The General Assembly shall provide for the maintenance and support of a system of free public schools open to all children in the state and shall establish, organize and support such other public institutions of learning as may be desirable.

Wait … where are the “minimally adequate” words everyone keeps talking about?  They’re nowhere to be found.

“Minimally adequate” is a term created by the court – and having been created, is then defined by the court.  Specifically, it’s determined to be a student who possesses “a fundamental knowledge of economic, social and political systems, and of history and governmental processes.”

Wait … the court is creating a new standard, arbitrarily defining that standard and then demanding the other branches of government follow this standard?

Yes …

Where, exactly, does it get off doing that?  Toal claims “nothing in the text of the article precludes the judiciary from exercising its authority over the article’s provisions.”
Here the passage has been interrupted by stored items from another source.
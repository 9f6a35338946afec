//! Error types for the trellis core.

use thiserror::Error;

/// Type-erased error carried through the interceptor chain.
///
/// Interceptor failures travel up the chain as ordinary return values — every
/// upstream interceptor that already called `proceed` observes the error at
/// its own `proceed` call site and may recover, wrap, or re-return it.
pub type BoxError = Box<dyn std::error::Error + Send + Sync>;

/// Errors raised by phase-graph mutation and chain execution.
#[derive(Debug, Clone, PartialEq, Eq, Error)]
pub enum PipelineError {
    /// A relative insertion or interception referenced a phase that does not
    /// exist in the graph.
    #[error("phase not found: '{0}'")]
    PhaseNotFound(String),

    /// A phase with this name is already registered in the graph.
    #[error("phase already registered: '{0}'")]
    DuplicatePhase(String),

    /// The call was already driven through a pipeline once.
    ///
    /// The engine guarantees at-most-one execution of the chain per call; a
    /// second `execute` with the same call is rejected rather than re-run.
    #[error("call has already been executed")]
    CallAlreadyExecuted,
}

/// Errors surfaced synchronously by [`Application::install`].
///
/// A failed installation registers nothing: no phases, no interceptors, no
/// lifecycle subscriptions. Callers in a startup sequence must not swallow
/// these — an application missing a requested feature should not start.
///
/// [`Application::install`]: crate::Application::install
#[derive(Debug, Clone, PartialEq, Eq, Error)]
pub enum InstallError {
    /// Phase-graph mutation performed by the feature failed.
    #[error(transparent)]
    Pipeline(#[from] PipelineError),

    /// A feature is already installed under this key.
    ///
    /// Re-installation is rejected rather than silently replacing the
    /// existing instance; see DESIGN.md for the policy rationale.
    #[error("feature already installed: '{0}'")]
    DuplicateFeature(&'static str),

    /// The requested log level is not enabled on the underlying logger.
    ///
    /// Raised at install time, never deferred to the first call.
    #[error("the {0} log level is not enabled on the underlying logger")]
    UnsupportedLevel(&'static str),
}

/// Result type for installation operations.
pub type InstallResult<T> = Result<T, InstallError>;
//! Configuration loader using figment.
//!
//! Layered configuration with TOML files, environment variables, and
//! programmatic overrides.
//!
//! # Configuration Priority (lowest to highest)
//!
//! 1. Built-in defaults
//! 2. Profile-specific config file (`trellis.{profile}.toml`)
//! 3. Main config file (`trellis.toml`)
//! 4. Environment variables (`TRELLIS_*`)
//! 5. Programmatic overrides
//!
//! # Environment Variable Mapping
//!
//! Environment variables use the `TRELLIS_` prefix with `__` as separator:
//!
//! - `TRELLIS_LOGGING__LEVEL=debug` → `logging.level = "debug"`
//! - `TRELLIS_APPLICATION__NAME=shop` → `application.name = "shop"`
//!
//! # Example
//!
//! ```rust,ignore
//! use trellis_runtime::config::ConfigLoader;
//!
//! // Search the current directory for trellis.toml.
//! let config = ConfigLoader::new().with_current_dir().load()?;
//!
//! // Load a specific file with env overrides.
//! let config = ConfigLoader::new()
//!     .file("./config/trellis.toml")
//!     .load()?;
//! ```

use std::path::{Path, PathBuf};

use figment::Figment;
use figment::providers::{Env, Format, Serialized, Toml};
use tracing::debug;

use super::error::{ConfigError, ConfigResult};
use super::schema::TrellisConfig;

/// Configuration profile for environment-specific settings.
#[derive(Debug, Clone, Default)]
pub enum Profile {
    /// Development profile (default).
    #[default]
    Development,
    /// Production profile.
    Production,
    /// Custom profile name.
    Custom(String),
}

impl Profile {
    /// Returns the profile name as a string.
    pub fn as_str(&self) -> &str {
        match self {
            Self::Development => "development",
            Self::Production => "production",
            Self::Custom(name) => name,
        }
    }

    /// Creates a profile from `TRELLIS_PROFILE` or defaults to Development.
    pub fn from_env() -> Self {
        std::env::var("TRELLIS_PROFILE")
            .map(|p| match p.to_lowercase().as_str() {
                "production" | "prod" => Self::Production,
                "development" | "dev" => Self::Development,
                other => Self::Custom(other.to_string()),
            })
            .unwrap_or_default()
    }
}

impl std::fmt::Display for Profile {
    fn fmt(&self, f: &mut std::fmt::Formatter<'_>) -> std::fmt::Result {
        f.write_str(self.as_str())
    }
}

/// Configuration loader with figment-based multi-source support.
pub struct ConfigLoader {
    profile: Profile,
    search_paths: Vec<PathBuf>,
    load_env: bool,
    config_file: Option<PathBuf>,
    overrides: Option<TrellisConfig>,
}

impl Default for ConfigLoader {
    fn default() -> Self {
        Self::new()
    }
}

impl ConfigLoader {
    /// Creates a new configuration loader with defaults.
    pub fn new() -> Self {
        Self {
            profile: Profile::from_env(),
            search_paths: Vec::new(),
            load_env: true,
            config_file: None,
            overrides: None,
        }
    }

    /// Adds the current directory to the search paths.
    pub fn with_current_dir(mut self) -> Self {
        self.search_paths.push(PathBuf::from("."));
        self
    }

    /// Adds a search path for configuration files.
    pub fn search_path<P: AsRef<Path>>(mut self, path: P) -> Self {
        self.search_paths.push(path.as_ref().to_path_buf());
        self
    }

    /// Sets a specific configuration file to load, bypassing the search.
    pub fn file<P: AsRef<Path>>(mut self, path: P) -> Self {
        self.config_file = Some(path.as_ref().to_path_buf());
        self
    }

    /// Sets the configuration profile (e.g., "development", "production").
    pub fn profile(mut self, profile: impl Into<String>) -> Self {
        let name = profile.into();
        self.profile = match name.as_str() {
            "production" => Profile::Production,
            "development" => Profile::Development,
            _ => Profile::Custom(name),
        };
        self
    }

    /// Enables loading environment variables (enabled by default).
    pub fn with_env(mut self) -> Self {
        self.load_env = true;
        self
    }

    /// Disables loading environment variables.
    pub fn without_env(mut self) -> Self {
        self.load_env = false;
        self
    }

    /// Merges additional configuration programmatically, at the highest
    /// priority.
    pub fn merge(mut self, config: TrellisConfig) -> Self {
        self.overrides = Some(config);
        self
    }

    /// Loads the configuration from all configured sources.
    pub fn load(self) -> ConfigResult<TrellisConfig> {
        let mut figment = Figment::from(Serialized::defaults(TrellisConfig::default()));

        if let Some(file) = &self.config_file {
            if !file.exists() {
                return Err(ConfigError::FileNotFound(file.clone()));
            }
            debug!(file = %file.display(), "Loading configuration file");
            figment = figment.merge(Toml::file(file));
        } else {
            for dir in self.search_dirs() {
                let profile_file = dir.join(format!("trellis.{}.toml", self.profile));
                let main_file = dir.join("trellis.toml");
                if !profile_file.exists() && !main_file.exists() {
                    continue;
                }
                if profile_file.exists() {
                    debug!(file = %profile_file.display(), "Loading profile configuration file");
                    figment = figment.merge(Toml::file(profile_file));
                }
                if main_file.exists() {
                    debug!(file = %main_file.display(), "Loading configuration file");
                    figment = figment.merge(Toml::file(main_file));
                }
                break;
            }
        }

        if self.load_env {
            figment = figment.merge(Env::prefixed("TRELLIS_").split("__"));
        }

        if let Some(overrides) = self.overrides {
            figment = figment.merge(Serialized::defaults(overrides));
        }

        Ok(figment.extract()?)
    }

    /// Directories searched for `trellis.toml`, in priority order.
    fn search_dirs(&self) -> Vec<PathBuf> {
        let mut dirs = self.search_paths.clone();
        if let Some(config_dir) = dirs::config_dir() {
            dirs.push(config_dir.join("trellis"));
        }
        dirs
    }
}

/// Loads configuration from default locations (current directory, then the
/// user config directory).
pub fn load_config() -> ConfigResult<TrellisConfig> {
    ConfigLoader::new().with_current_dir().load()
}

/// Loads configuration from a specific file.
pub fn load_config_from_file<P: AsRef<Path>>(path: P) -> ConfigResult<TrellisConfig> {
    ConfigLoader::new().file(path).load()
}
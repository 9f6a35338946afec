//! # Trellis
//!
//! A phased request-interception pipeline with pluggable features and
//! lifecycle events.
//!
//! ## Overview
//!
//! Trellis lets independently-authored *features* attach behavior at
//! well-defined points in the handling of a call, and react to coarse
//! application lifecycle transitions, without the core dispatch engine
//! knowing about any specific feature.
//!
//! ```text
//! ┌────────┐   ┌───────────────────── Pipeline ─────────────────────┐
//! │  Host  │──▶│ [setup] → [timing] → [logging] → [infrastructure]  │
//! │        │   │        → [call] → [fallback]                       │
//! └────────┘   └────────────────────────────────────────────────────┘
//!      │             ▲ phases inserted by installed features
//!      │
//!      └──▶ lifecycle: starting → started → stopping → stopped
//! ```
//!
//! - **Core**: phase graph, continuation-passing execution engine, keyed
//!   attribute store, lifecycle event bus (`trellis-core`).
//! - **Features**: call logging and call timing, installed under unique keys
//!   (`trellis-features`).
//! - **Runtime**: configuration, logging setup, and the host loop
//!   (`trellis-runtime`).
//!
//! ## Quick Start
//!
//! ```rust,ignore
//! use trellis::prelude::*;
//!
//! #[tokio::main]
//! async fn main() -> anyhow::Result<()> {
//!     let host = Host::new();
//!     host.install::<CallLogging>(|config| config.level = LogLevel::Info)?;
//!     host.run().await?;
//!     Ok(())
//! }
//! ```

pub use trellis_core as core;
pub use trellis_features as features;
pub use trellis_runtime as runtime;

/// Prelude module for convenient imports.
///
/// ```rust,ignore
/// use trellis::prelude::*;
/// ```
pub mod prelude {
    // Runtime — main entry point
    pub use trellis_runtime::{Host, HostBuilder, HostError, TrellisConfig};

    // Core — application, pipeline, and the feature contract
    pub use trellis_core::{
        Application, AttributeKey, BoxedCall, Call, CallState, Feature, InstallError,
        LifecycleStage, Next, Pipeline, StatusCode, phases,
    };

    // Features — shipped pipeline consumers
    pub use trellis_features::{CallLogger, CallLogging, CallTiming, LogLevel, TracingLogger};
}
“While the remedy in this case may affect future policy decisions regarding the State’s education system, we disagree with the dissent that this controversy is non-justiciable,” she wrote. “Rather, interpretation of the law — and evaluation of the government’s acts pursuant to that law — are critical and necessary judicial functions. As such, we find that judicial intervention is both appropriate and necessary in this instance.”

How Obama-esque of her …

Just like that, with a few strokes of the chief justice’s pen, the judicial branch of government in South Carolina presumed to tell the other two branches where to go …

In a scathing dissenting opinion, justice John Kittredge expressly rebuked Toal’s logic – saying bluntly “the Court has overstepped its bounds.”

According to Kittredge, the suit asks the court to “not only enter into, but to be the ultimate decider of, the longstanding debate over the merits of state education policy decisions and mandates.”

These decisions and mandates “are quintessentially non-justiciable political questions which the constitution indubitably assigns to the General Assembly,” he concludes.  Correctly, we might add.

“I acknowledge that to some courts and judges, the concept of ‘the rule of law’ has  expanded over time from adjudicating to legislating,” Kittredge wrote in his dissent.  “In some circles, the constitution has been reduced to nothing more than a vending machine that allows a person to select constitutional ‘rights’ that mirror personal preferences. That is not my view of the rule of law or the United States Constitution or South Carolina Constitution. While judges have a duty to strike down legislation in violation of the constitution, it is my view that judges must demonstrate restraint in the enforcement of our duty, particularly when it comes to creating law.”

This website has made no bones about its views on education.  Which is why in the aftermath of the ruling we made it abundantly clear that fixing our worst-in-the-nation government-run system requires bold, broad and long-overdue reform of the free market variety.

“The only thing that will save our schools is the accountability of the marketplace,” we wrote.  “Accompanied by a long overdue recognition that our loyalty belongs not to the status quo forces profiting from this failed system, but the children and parents who continue to be failed by it.”

Indeed … but at the end of the day it’s up to the S.C. General Assembly and Gov. Nikki Haley to reach that conclusion and take the requisite action.

As much as the court might wish it could create standards, define them and then impose affirmative obligations for specific remedies – that simply isn’t it’s job.